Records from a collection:
----------
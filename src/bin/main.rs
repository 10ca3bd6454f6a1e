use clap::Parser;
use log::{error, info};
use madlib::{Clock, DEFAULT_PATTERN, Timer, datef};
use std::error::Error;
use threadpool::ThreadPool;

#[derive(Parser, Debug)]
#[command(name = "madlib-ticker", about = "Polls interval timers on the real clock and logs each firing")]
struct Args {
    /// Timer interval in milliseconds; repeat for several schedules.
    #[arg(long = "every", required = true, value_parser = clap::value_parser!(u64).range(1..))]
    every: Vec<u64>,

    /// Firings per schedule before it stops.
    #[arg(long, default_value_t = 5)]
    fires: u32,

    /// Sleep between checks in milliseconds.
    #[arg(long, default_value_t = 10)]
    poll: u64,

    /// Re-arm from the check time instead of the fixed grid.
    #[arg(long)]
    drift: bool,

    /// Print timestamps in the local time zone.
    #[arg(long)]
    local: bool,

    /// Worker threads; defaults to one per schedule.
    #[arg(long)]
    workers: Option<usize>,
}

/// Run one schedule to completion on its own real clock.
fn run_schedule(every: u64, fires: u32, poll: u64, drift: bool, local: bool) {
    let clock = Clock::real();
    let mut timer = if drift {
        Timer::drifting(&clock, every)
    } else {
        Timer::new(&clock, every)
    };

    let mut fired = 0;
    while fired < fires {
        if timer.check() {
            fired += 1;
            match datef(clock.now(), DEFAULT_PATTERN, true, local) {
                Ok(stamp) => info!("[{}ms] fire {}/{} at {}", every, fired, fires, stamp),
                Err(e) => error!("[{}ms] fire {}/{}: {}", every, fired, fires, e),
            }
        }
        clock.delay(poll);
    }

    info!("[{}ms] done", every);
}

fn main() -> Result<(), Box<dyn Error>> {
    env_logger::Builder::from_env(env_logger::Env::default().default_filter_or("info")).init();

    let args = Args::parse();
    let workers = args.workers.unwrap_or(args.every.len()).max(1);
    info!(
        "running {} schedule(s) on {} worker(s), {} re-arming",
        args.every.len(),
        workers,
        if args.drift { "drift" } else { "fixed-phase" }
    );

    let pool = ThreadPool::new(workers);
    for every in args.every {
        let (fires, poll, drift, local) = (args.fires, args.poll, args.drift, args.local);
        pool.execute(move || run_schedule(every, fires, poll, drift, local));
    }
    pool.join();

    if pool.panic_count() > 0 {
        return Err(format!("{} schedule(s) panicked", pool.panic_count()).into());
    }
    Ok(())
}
----------
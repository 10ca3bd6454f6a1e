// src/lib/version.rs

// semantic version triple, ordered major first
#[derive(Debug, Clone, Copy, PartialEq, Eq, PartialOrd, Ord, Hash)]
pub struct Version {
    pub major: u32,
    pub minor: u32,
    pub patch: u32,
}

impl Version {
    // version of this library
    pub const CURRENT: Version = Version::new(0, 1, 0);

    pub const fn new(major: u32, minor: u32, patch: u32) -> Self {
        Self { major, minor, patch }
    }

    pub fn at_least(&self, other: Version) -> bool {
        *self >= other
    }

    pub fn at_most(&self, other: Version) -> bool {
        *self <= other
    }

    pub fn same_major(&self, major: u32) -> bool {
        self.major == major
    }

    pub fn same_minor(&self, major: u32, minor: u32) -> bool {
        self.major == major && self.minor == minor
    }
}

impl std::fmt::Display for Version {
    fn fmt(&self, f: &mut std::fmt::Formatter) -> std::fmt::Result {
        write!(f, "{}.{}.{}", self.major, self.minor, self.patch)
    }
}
----------
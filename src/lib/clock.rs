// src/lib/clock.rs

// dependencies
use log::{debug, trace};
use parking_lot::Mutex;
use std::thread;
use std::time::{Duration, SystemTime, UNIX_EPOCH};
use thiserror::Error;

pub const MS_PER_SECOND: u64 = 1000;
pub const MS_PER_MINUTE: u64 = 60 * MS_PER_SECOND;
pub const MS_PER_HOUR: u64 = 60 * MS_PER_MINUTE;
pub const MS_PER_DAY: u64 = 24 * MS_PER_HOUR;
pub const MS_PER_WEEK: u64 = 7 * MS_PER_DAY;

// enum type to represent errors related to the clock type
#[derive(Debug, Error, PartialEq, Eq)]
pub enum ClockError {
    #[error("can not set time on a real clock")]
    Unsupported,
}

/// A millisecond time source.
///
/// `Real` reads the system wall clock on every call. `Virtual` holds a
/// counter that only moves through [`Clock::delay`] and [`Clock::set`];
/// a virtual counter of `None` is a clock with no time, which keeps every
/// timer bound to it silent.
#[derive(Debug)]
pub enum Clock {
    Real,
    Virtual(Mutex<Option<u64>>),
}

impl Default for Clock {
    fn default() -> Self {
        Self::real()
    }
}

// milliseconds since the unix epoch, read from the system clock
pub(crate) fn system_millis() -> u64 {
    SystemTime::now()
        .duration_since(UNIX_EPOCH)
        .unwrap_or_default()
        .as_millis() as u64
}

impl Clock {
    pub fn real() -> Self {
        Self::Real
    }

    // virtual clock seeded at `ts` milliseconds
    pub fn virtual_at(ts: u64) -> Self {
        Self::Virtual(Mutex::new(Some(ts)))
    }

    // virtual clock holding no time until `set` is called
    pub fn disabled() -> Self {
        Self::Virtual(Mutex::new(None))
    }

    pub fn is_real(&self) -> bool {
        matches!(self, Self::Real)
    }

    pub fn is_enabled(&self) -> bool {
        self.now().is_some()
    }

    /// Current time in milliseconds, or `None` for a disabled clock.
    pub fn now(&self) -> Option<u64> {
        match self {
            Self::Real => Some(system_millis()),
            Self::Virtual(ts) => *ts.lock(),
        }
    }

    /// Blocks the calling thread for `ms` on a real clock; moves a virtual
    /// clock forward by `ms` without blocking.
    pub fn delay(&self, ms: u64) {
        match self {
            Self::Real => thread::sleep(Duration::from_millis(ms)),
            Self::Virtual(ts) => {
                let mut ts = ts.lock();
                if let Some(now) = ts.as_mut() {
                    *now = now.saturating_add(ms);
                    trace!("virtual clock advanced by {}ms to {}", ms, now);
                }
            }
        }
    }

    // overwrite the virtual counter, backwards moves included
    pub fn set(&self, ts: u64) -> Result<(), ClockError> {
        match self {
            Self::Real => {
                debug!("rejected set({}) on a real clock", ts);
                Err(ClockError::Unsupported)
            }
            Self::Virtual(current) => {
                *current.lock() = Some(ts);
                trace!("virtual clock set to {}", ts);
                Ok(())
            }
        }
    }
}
----------
### TASK ITEM
Filter the records, keeping only lines that contain "other", and show those lines.

### TASK ANSWER
    pub fn at_least(&self, other: Version) -> bool {
        *self >= other
    pub fn at_most(&self, other: Version) -> bool {
        *self <= other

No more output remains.